Your goal. Show the lines of the material that contain the word "warn".

---

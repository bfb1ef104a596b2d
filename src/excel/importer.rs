//! Full-load reader: .xlsx bytes → SpreadsheetDocument

use crate::core::address::CellAddress;
use crate::core::dates;
use crate::error::SheetcheckResult;
use crate::types::{Cell, CellValue, Sheet, SpreadsheetDocument};
use calamine::{Data, Range, Reader, Xlsx};
use std::io::Cursor;
use tracing::{debug, warn};

/// Format recorded on cells calamine reports as dates
const DATE_FORMAT: &str = "yyyy-mm-dd";

/// A loaded workbook plus the sheets calamine could not read
#[derive(Debug, Default)]
pub struct ImportedWorkbook {
    pub document: SpreadsheetDocument,
    /// (sheet name, reason)
    pub unreadable_sheets: Vec<(String, String)>,
}

/// Loads every sheet of a workbook into memory
pub struct ExcelImporter<'a> {
    bytes: &'a [u8],
}

impl<'a> ExcelImporter<'a> {
    pub fn new(bytes: &'a [u8]) -> Self {
        Self { bytes }
    }

    /// Read values and formula text for every sheet.
    ///
    /// Fails only when the container itself cannot be opened; a sheet that
    /// fails to parse is skipped and listed in `unreadable_sheets`.
    pub fn import(&self) -> SheetcheckResult<ImportedWorkbook> {
        let mut workbook: Xlsx<_> = Xlsx::new(Cursor::new(self.bytes))?;
        let mut imported = ImportedWorkbook::default();

        for sheet_name in workbook.sheet_names() {
            let range = match workbook.worksheet_range(&sheet_name) {
                Ok(range) => range,
                Err(e) => {
                    warn!(sheet = %sheet_name, error = %e, "skipping unreadable sheet");
                    imported.unreadable_sheets.push((sheet_name, e.to_string()));
                    continue;
                }
            };
            let formulas = workbook.worksheet_formula(&sheet_name).ok();
            let sheet = Self::process_sheet(&sheet_name, &range, formulas.as_ref());
            debug!(sheet = %sheet_name, cells = sheet.cells.len(), "sheet loaded");
            imported.document.add_sheet(sheet);
        }

        Ok(imported)
    }

    fn process_sheet(name: &str, range: &Range<Data>, formulas: Option<&Range<String>>) -> Sheet {
        let mut sheet = Sheet::new(name);

        // Range coordinates are relative to its start, which is 0-based absolute
        if let Some((row0, col0)) = range.start() {
            for (r, c, data) in range.used_cells() {
                let Some(address) = absolute(row0, col0, r, c) else {
                    continue;
                };
                if let Some(cell) = convert(address, data) {
                    sheet.set(cell);
                }
            }
        }

        if let Some(formulas) = formulas {
            if let Some((row0, col0)) = formulas.start() {
                for (r, c, text) in formulas.used_cells() {
                    if text.trim().is_empty() {
                        continue;
                    }
                    let Some(address) = absolute(row0, col0, r, c) else {
                        continue;
                    };
                    let cached = sheet
                        .cells
                        .remove(&address)
                        .map(|cell| Box::new(cell.value));
                    let text = if text.starts_with('=') {
                        text.clone()
                    } else {
                        format!("={text}")
                    };
                    sheet.set(Cell::new(address, CellValue::Formula { text, cached }));
                }
            }
        }

        sheet
    }
}

fn absolute(row0: u32, col0: u32, r: usize, c: usize) -> Option<CellAddress> {
    let row = u32::try_from(r).ok()?.checked_add(row0)?.checked_add(1)?;
    let col = u32::try_from(c).ok()?.checked_add(col0)?.checked_add(1)?;
    Some(CellAddress::new(row, col))
}

/// Map one calamine value onto the document model
fn convert(address: CellAddress, data: &Data) -> Option<Cell> {
    let cell = match data {
        Data::Int(i) => Cell::new(address, CellValue::Number(*i as f64)),
        Data::Float(f) => Cell::new(address, CellValue::Number(*f)),
        Data::String(s) => Cell::new(address, CellValue::Text(s.clone())),
        Data::Bool(b) => Cell::new(address, CellValue::Boolean(*b)),
        Data::DateTime(dt) => {
            Cell::new(address, CellValue::Date(dt.as_f64())).with_format(DATE_FORMAT)
        }
        Data::DateTimeIso(text) => {
            let serial = dates::parse_iso_serial(text).unwrap_or(f64::NAN);
            Cell::new(address, CellValue::Date(serial)).with_format(DATE_FORMAT)
        }
        Data::DurationIso(text) => Cell::new(address, CellValue::Text(text.clone())),
        // Error cells keep their marker text; the engine reads it back as an error
        Data::Error(e) => Cell::new(address, CellValue::Text(e.to_string())),
        Data::Empty => return None,
    };
    Some(cell)
}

---

Solution for this problem.
use tracing::{debug, warn};
                    warn!(sheet = %sheet_name, error = %e, "skipping unreadable sheet");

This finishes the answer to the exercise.